The rapidly changing food demand system is a key driver in the company’s focus on crop protection.

One year into her role as CEO of Bayer CropScience, Sandra Peterson is rejuvenating the crop protection business and seeking a strategy for rapid growth for the global crop science company.

“We are living and operating on a very hungry planet,” Peterson said today during Bayer’s annual international press conference at its headquarters in Monheim, Germany.

Farm Journal Media was among journalists from more than 20 countries gathered in Germany this week to hear the latest from Bayer CropScience.

“Because of the speed of change in food demand, and because the stakes are so high, Bayer will be accelerating its progress in crop protection and bioscience,” Peterson stated. “What we’ve accomplished in the past is good, but it’s not good enough. We are going to challenge ourselves as a company.”

Bayer will drive progress by restructuring its crop protection business, including phasing out older products, such as all Class I insecticides by the end of 2012. An element of the restructuring is that the company will focus efforts back on key brand families and core crops, such as soybeans.

Total R&D budgets at Bayer are expected to rise 20% by 2015, Peterson said. The company will refocus innovation with an increasing emphasis on its BioScience business unit and new growth areas in agrochemical research.

Focus on soybeans. There is much opportunity to increase soybean yields, added Lykele van der Broek, chief operating officer for Bayer. In an effort to better serve soybean producers in the U.S. and globally, Bayer will be entering the soybean seed and trait markets in 2012 utilizing a unique soy trait pipeline.

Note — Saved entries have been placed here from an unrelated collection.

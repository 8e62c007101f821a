//! Domain models and data structures
//!
//! This module contains the payment and escrow records plus the job telemetry
//! types. These are plain data; transitions live in the services.

use std::collections::BTreeMap;
use std::fmt;
use std::time::Duration;

use chrono::{DateTime, Utc};
use rust_decimal::Decimal;
use serde::{Deserialize, Serialize};

use crate::jobs::JobKind;

pub const DEFAULT_CURRENCY: &str = "EUR";

/// Release reason stamped by the auto-release job.
pub const AUTO_RELEASE_REASON: &str = "automatic_release";

#[derive(Debug, Clone, Copy, PartialEq, Eq, Serialize, Deserialize)]
#[serde(rename_all = "snake_case")]
pub enum PaymentStatus {
    Pending,
    Confirmed,
    Failed,
    Refunded,
}

impl PaymentStatus {
    pub fn as_str(&self) -> &'static str {
        match self {
            Self::Pending => "pending",
            Self::Confirmed => "confirmed",
            Self::Failed => "failed",
            Self::Refunded => "refunded",
        }
    }
}

impl fmt::Display for PaymentStatus {
    fn fmt(&self, f: &mut fmt::Formatter<'_>) -> fmt::Result {
        f.write_str(self.as_str())
    }
}

#[derive(Debug, Clone, Copy, PartialEq, Eq, Hash, Serialize, Deserialize)]
#[serde(rename_all = "snake_case")]
pub enum EscrowStatus {
    Held,
    PendingRating,
    Approved,
    Released,
    Disputed,
    Resolved,
    Refunded,
}

impl EscrowStatus {
    pub fn as_str(&self) -> &'static str {
        match self {
            Self::Held => "held",
            Self::PendingRating => "pending_rating",
            Self::Approved => "approved",
            Self::Released => "released",
            Self::Disputed => "disputed",
            Self::Resolved => "resolved",
            Self::Refunded => "refunded",
        }
    }

    pub fn is_terminal(&self) -> bool {
        matches!(self, Self::Released | Self::Refunded | Self::Resolved)
    }

    /// Funds are still held and may be released by the auto-release pass.
    pub fn awaits_release(&self) -> bool {
        matches!(self, Self::Held | Self::PendingRating | Self::Approved)
    }
}

impl fmt::Display for EscrowStatus {
    fn fmt(&self, f: &mut fmt::Formatter<'_>) -> fmt::Result {
        f.write_str(self.as_str())
    }
}

/// Payment request from clients
#[derive(Debug, Clone, Deserialize)]
#[serde(rename_all = "camelCase")]
pub struct CreatePayment {
    pub payer_id: String,
    pub payee_id: String,
    pub amount: Decimal,
    #[serde(default)]
    pub currency: Option<String>,
}

#[derive(Debug, Clone, Deserialize)]
pub struct RefundRequest {
    pub amount: Decimal,
    pub reason: String,
}

#[derive(Debug, Clone, Default, Deserialize)]
pub struct ReleaseRequest {
    #[serde(default)]
    pub reason: Option<String>,
}

#[derive(Debug, Clone, Deserialize)]
#[serde(rename_all = "camelCase")]
pub struct RatingRequest {
    pub rating: f64,
    pub reviewer_id: String,
}

#[derive(Debug, Clone, Deserialize)]
pub struct DisputeRequest {
    pub reason: String,
}

#[derive(Debug, Clone, Deserialize)]
pub struct ResolveRequest {
    pub resolution: String,
}

/// A request to move a fixed gross amount from a payer to a payee.
#[derive(Debug, Clone, PartialEq, Serialize, Deserialize)]
#[serde(rename_all = "camelCase")]
pub struct Payment {
    pub id: String,
    pub payer_id: String,
    pub payee_id: String,
    pub amount: Decimal,
    pub platform_fee: Decimal,
    pub processing_fee: Decimal,
    pub net_amount: Decimal,
    pub currency: String,
    pub status: PaymentStatus,
    pub created_at: DateTime<Utc>,
    #[serde(default, skip_serializing_if = "Option::is_none")]
    pub confirmed_at: Option<DateTime<Utc>>,
    #[serde(default, skip_serializing_if = "Option::is_none")]
    pub failure_reason: Option<String>,
    #[serde(default, skip_serializing_if = "Option::is_none")]
    pub provider_reference: Option<String>,
    #[serde(default, skip_serializing_if = "Option::is_none")]
    pub client_secret: Option<String>,
    #[serde(default, skip_serializing_if = "Option::is_none")]
    pub escrow_id: Option<String>,
    #[serde(default, skip_serializing_if = "Option::is_none")]
    pub refunded_at: Option<DateTime<Utc>>,
    #[serde(default, skip_serializing_if = "Option::is_none")]
    pub refund_amount: Option<Decimal>,
}

/// Funds held in trust pending release conditions.
#[derive(Debug, Clone, PartialEq, Serialize, Deserialize)]
#[serde(rename_all = "camelCase")]
pub struct EscrowTransaction {
    pub id: String,
    pub payment_id: String,
    pub payer_id: String,
    pub payee_id: String,
    pub amount: Decimal,
    pub status: EscrowStatus,
    pub held_at: DateTime<Utc>,
    pub release_eligible_at: DateTime<Utc>,
    #[serde(default, skip_serializing_if = "Option::is_none")]
    pub released_at: Option<DateTime<Utc>>,
    #[serde(default, skip_serializing_if = "Option::is_none")]
    pub release_reason: Option<String>,
    pub rating_received: bool,
    pub rating_approved: bool,
    pub min_rating_required: f64,
    #[serde(default, skip_serializing_if = "Option::is_none")]
    pub actual_rating: Option<f64>,
    #[serde(default, skip_serializing_if = "Option::is_none")]
    pub reviewed_by: Option<String>,
    #[serde(default, skip_serializing_if = "Option::is_none")]
    pub dispute_reason: Option<String>,
    #[serde(default, skip_serializing_if = "Option::is_none")]
    pub disputed_at: Option<DateTime<Utc>>,
    #[serde(default, skip_serializing_if = "Option::is_none")]
    pub escalated_at: Option<DateTime<Utc>>,
    #[serde(default, skip_serializing_if = "Option::is_none")]
    pub resolved_at: Option<DateTime<Utc>>,
    #[serde(default, skip_serializing_if = "Option::is_none")]
    pub resolution: Option<String>,
}

impl EscrowTransaction {
    /// A freshly held escrow for a confirmed payment.
    pub fn held(
        payment: &Payment,
        held_at: DateTime<Utc>,
        hold: chrono::Duration,
        min_rating_required: f64,
    ) -> Self {
        Self {
            id: uuid::Uuid::new_v4().to_string(),
            payment_id: payment.id.clone(),
            payer_id: payment.payer_id.clone(),
            payee_id: payment.payee_id.clone(),
            amount: payment.net_amount,
            status: EscrowStatus::Held,
            held_at,
            release_eligible_at: held_at + hold,
            released_at: None,
            release_reason: None,
            rating_received: false,
            rating_approved: false,
            min_rating_required,
            actual_rating: None,
            reviewed_by: None,
            dispute_reason: None,
            disputed_at: None,
            escalated_at: None,
            resolved_at: None,
            resolution: None,
        }
    }
}

/// Runtime telemetry for one recurring job
#[derive(Debug, Clone, PartialEq, Serialize)]
#[serde(rename_all = "camelCase")]
pub struct JobStatus {
    pub job_name: String,
    pub last_run: Option<DateTime<Utc>>,
    pub next_scheduled: DateTime<Utc>,
    pub last_result: String,
    pub run_count: u64,
    pub error_count: u64,
    #[serde(with = "duration_millis")]
    pub average_runtime: Duration,
    pub is_running: bool,
    pub enabled: bool,
}

/// Aggregate health of the job system
#[derive(Debug, Clone, Serialize)]
#[serde(rename_all = "camelCase")]
pub struct JobHealth {
    pub healthy: bool,
    pub total_jobs: usize,
    pub running_jobs: usize,
    pub failed_jobs: usize,
    pub last_health_check: DateTime<Utc>,
    pub job_statuses: BTreeMap<JobKind, JobStatus>,
}

pub(crate) mod duration_secs {
    use std::time::Duration;

    use serde::{Deserialize, Deserializer, Serializer};

    pub fn serialize<S: Serializer>(value: &Duration, serializer: S) -> Result<S::Ok, S::Error> {
        serializer.serialize_u64(value.as_secs())
    }

    pub fn deserialize<'de, D: Deserializer<'de>>(deserializer: D) -> Result<Duration, D::Error> {
        u64::deserialize(deserializer).map(Duration::from_secs)
    }
}

pub(crate) mod duration_millis {
    use std::time::Duration;

    use serde::Serializer;

    pub fn serialize<S: Serializer>(value: &Duration, serializer: S) -> Result<S::Ok, S::Error> {
        serializer.serialize_u64(value.as_millis() as u64)
    }
}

Bayer plans to be the first to introduce a triple stack herbicide product for soybeans.

“I think we have the best trait pipeline in the industry for soybeans,” Peterson said.

Bayer also will be launching a soybean nematode control product in 2012, on the heels of its Votivo product, a corn seed treatment against nematodes launched in 2010.

The company is coming off of record sales for the first half of 2012, driven by its crop protection and bioscience businesses. Total sales are up 11% over 2010; North American sales lead the way with 21% growth stemming from the introduction of Stratego YLD, Poncho/Votivo and the expansion of Bayer’s InVigor canola seed business.